■ **What the task requires**
The records are to be copied exactly and in full.

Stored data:

%%

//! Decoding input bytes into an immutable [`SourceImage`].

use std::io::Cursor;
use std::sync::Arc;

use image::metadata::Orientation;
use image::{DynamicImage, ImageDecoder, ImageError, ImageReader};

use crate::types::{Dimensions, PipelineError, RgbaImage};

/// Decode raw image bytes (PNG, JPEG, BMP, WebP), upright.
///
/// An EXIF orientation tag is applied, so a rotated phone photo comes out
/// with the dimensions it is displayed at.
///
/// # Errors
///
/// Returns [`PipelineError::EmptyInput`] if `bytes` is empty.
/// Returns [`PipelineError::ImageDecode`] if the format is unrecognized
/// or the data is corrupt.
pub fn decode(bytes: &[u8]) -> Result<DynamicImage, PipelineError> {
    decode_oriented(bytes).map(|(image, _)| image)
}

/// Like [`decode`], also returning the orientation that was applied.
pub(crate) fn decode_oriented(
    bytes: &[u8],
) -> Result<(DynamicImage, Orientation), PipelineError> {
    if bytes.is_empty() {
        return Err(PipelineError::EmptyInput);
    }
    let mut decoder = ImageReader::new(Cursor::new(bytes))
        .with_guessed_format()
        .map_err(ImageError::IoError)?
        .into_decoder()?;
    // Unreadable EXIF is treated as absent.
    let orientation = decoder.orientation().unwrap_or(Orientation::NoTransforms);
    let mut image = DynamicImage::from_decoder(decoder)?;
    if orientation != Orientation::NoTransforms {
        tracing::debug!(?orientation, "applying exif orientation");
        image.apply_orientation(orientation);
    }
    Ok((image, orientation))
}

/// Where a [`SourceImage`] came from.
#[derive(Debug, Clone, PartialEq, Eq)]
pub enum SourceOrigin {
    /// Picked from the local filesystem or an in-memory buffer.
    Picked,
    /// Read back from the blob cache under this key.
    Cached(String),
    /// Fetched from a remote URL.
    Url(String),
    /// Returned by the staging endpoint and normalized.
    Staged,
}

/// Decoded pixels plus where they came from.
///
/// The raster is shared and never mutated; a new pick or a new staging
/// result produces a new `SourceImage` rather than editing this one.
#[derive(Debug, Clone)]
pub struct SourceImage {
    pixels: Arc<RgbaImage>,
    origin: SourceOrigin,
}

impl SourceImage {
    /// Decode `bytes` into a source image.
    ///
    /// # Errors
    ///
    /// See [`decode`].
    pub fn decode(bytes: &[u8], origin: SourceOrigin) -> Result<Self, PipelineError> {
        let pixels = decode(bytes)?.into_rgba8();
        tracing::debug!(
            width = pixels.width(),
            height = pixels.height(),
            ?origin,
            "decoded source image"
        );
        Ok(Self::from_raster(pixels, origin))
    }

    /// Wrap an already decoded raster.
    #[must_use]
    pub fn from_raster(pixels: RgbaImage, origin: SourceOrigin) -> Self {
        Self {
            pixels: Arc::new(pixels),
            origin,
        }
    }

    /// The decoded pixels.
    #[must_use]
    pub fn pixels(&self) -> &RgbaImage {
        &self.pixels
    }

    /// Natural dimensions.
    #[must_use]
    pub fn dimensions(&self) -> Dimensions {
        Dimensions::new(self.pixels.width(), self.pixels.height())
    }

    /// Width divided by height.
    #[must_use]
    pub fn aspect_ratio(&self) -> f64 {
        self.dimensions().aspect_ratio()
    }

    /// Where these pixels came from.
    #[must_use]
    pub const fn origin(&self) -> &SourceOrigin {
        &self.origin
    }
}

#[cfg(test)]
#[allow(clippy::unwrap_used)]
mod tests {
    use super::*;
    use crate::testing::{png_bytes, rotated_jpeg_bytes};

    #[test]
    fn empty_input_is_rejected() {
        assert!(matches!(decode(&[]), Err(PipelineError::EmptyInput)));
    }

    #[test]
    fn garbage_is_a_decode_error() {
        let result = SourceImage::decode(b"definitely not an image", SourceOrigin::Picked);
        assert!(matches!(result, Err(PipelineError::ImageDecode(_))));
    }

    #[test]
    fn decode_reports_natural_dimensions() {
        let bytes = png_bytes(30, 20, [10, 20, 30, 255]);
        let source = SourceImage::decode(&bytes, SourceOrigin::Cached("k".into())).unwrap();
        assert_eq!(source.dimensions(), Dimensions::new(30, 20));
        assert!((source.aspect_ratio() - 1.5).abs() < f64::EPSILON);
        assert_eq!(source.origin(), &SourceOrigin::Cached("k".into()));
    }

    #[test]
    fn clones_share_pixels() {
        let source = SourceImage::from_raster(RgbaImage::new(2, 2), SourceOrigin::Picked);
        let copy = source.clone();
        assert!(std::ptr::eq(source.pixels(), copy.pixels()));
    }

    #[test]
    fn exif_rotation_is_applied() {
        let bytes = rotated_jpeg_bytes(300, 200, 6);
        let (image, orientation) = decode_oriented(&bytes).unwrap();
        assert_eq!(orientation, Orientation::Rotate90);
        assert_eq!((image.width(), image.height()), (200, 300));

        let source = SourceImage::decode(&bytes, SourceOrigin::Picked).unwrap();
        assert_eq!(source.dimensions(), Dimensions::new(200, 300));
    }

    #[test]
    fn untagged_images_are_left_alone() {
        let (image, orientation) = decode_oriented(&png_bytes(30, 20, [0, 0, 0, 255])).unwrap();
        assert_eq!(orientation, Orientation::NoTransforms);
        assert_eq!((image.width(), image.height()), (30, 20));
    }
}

%%

■ **Exercise solution**
//! Decoding input bytes into an immutable [`SourceImage`].

use std::io::Cursor;
use std::sync::Arc;

use image::metadata::Orientation;
use image::{DynamicImage, ImageDecoder, ImageError, ImageReader};

use crate::types::{Dimensions, PipelineError, RgbaImage};

/// Decode raw image bytes (PNG, JPEG, BMP, WebP), upright.
///
/// An EXIF orientation tag is applied, so a rotated phone photo comes out
/// with the dimensions it is displayed at.
///
/// # Errors
///
/// Returns [`PipelineError::EmptyInput`] if `bytes` is empty.
/// Returns [`PipelineError::ImageDecode`] if the format is unrecognized
/// or the data is corrupt.
pub fn decode(bytes: &[u8]) -> Result<DynamicImage, PipelineError> {
    decode_oriented(bytes).map(|(image, _)| image)
}

/// Like [`decode`], also returning the orientation that was applied.
pub(crate) fn decode_oriented(
    bytes: &[u8],
) -> Result<(DynamicImage, Orientation), PipelineError> {
    if bytes.is_empty() {
        return Err(PipelineError::EmptyInput);
    }
    let mut decoder = ImageReader::new(Cursor::new(bytes))
        .with_guessed_format()
        .map_err(ImageError::IoError)?
        .into_decoder()?;
    // Unreadable EXIF is treated as absent.
    let orientation = decoder.orientation().unwrap_or(Orientation::NoTransforms);
    let mut image = DynamicImage::from_decoder(decoder)?;
    if orientation != Orientation::NoTransforms {
        tracing::debug!(?orientation, "applying exif orientation");
        image.apply_orientation(orientation);
    }
    Ok((image, orientation))
}

/// Where a [`SourceImage`] came from.
#[derive(Debug, Clone, PartialEq, Eq)]
pub enum SourceOrigin {
    /// Picked from the local filesystem or an in-memory buffer.
    Picked,
    /// Read back from the blob cache under this key.
    Cached(String),
    /// Fetched from a remote URL.
    Url(String),
    /// Returned by the staging endpoint and normalized.
    Staged,
}

/// Decoded pixels plus where they came from.
///
/// The raster is shared and never mutated; a new pick or a new staging
/// result produces a new `SourceImage` rather than editing this one.
#[derive(Debug, Clone)]
pub struct SourceImage {
    pixels: Arc<RgbaImage>,
    origin: SourceOrigin,
}

impl SourceImage {
    /// Decode `bytes` into a source image.
    ///
    /// # Errors
    ///
    /// See [`decode`].
    pub fn decode(bytes: &[u8], origin: SourceOrigin) -> Result<Self, PipelineError> {
        let pixels = decode(bytes)?.into_rgba8();
        tracing::debug!(
            width = pixels.width(),
            height = pixels.height(),
            ?origin,
            "decoded source image"
        );
        Ok(Self::from_raster(pixels, origin))
    }

    /// Wrap an already decoded raster.
    #[must_use]
    pub fn from_raster(pixels: RgbaImage, origin: SourceOrigin) -> Self {
        Self {
            pixels: Arc::new(pixels),
            origin,
        }
    }

    /// The decoded pixels.
    #[must_use]
    pub fn pixels(&self) -> &RgbaImage {
        &self.pixels
    }

    /// Natural dimensions.
    #[must_use]
    pub fn dimensions(&self) -> Dimensions {
        Dimensions::new(self.pixels.width(), self.pixels.height())
    }

    /// Width divided by height.
    #[must_use]
    pub fn aspect_ratio(&self) -> f64 {
        self.dimensions().aspect_ratio()
    }

    /// Where these pixels came from.
    #[must_use]
    pub const fn origin(&self) -> &SourceOrigin {
        &self.origin
    }
}

#[cfg(test)]
#[allow(clippy::unwrap_used)]
mod tests {
    use super::*;
    use crate::testing::{png_bytes, rotated_jpeg_bytes};

    #[test]
    fn empty_input_is_rejected() {
        assert!(matches!(decode(&[]), Err(PipelineError::EmptyInput)));
    }

    #[test]
    fn garbage_is_a_decode_error() {
        let result = SourceImage::decode(b"definitely not an image", SourceOrigin::Picked);
        assert!(matches!(result, Err(PipelineError::ImageDecode(_))));
    }

    #[test]
    fn decode_reports_natural_dimensions() {
        let bytes = png_bytes(30, 20, [10, 20, 30, 255]);
        let source = SourceImage::decode(&bytes, SourceOrigin::Cached("k".into())).unwrap();
        assert_eq!(source.dimensions(), Dimensions::new(30, 20));
        assert!((source.aspect_ratio() - 1.5).abs() < f64::EPSILON);
        assert_eq!(source.origin(), &SourceOrigin::Cached("k".into()));
    }

    #[test]
    fn clones_share_pixels() {
        let source = SourceImage::from_raster(RgbaImage::new(2, 2), SourceOrigin::Picked);
        let copy = source.clone();
        assert!(std::ptr::eq(source.pixels(), copy.pixels()));
    }

    #[test]
    fn exif_rotation_is_applied() {
        let bytes = rotated_jpeg_bytes(300, 200, 6);
        let (image, orientation) = decode_oriented(&bytes).unwrap();
        assert_eq!(orientation, Orientation::Rotate90);
        assert_eq!((image.width(), image.height()), (200, 300));

        let source = SourceImage::decode(&bytes, SourceOrigin::Picked).unwrap();
        assert_eq!(source.dimensions(), Dimensions::new(200, 300));
    }

    #[test]
    fn untagged_images_are_left_alone() {
        let (image, orientation) = decode_oriented(&png_bytes(30, 20, [0, 0, 0, 255])).unwrap();
        assert_eq!(orientation, Orientation::NoTransforms);
        assert_eq!((image.width(), image.height()), (30, 20));
    }
}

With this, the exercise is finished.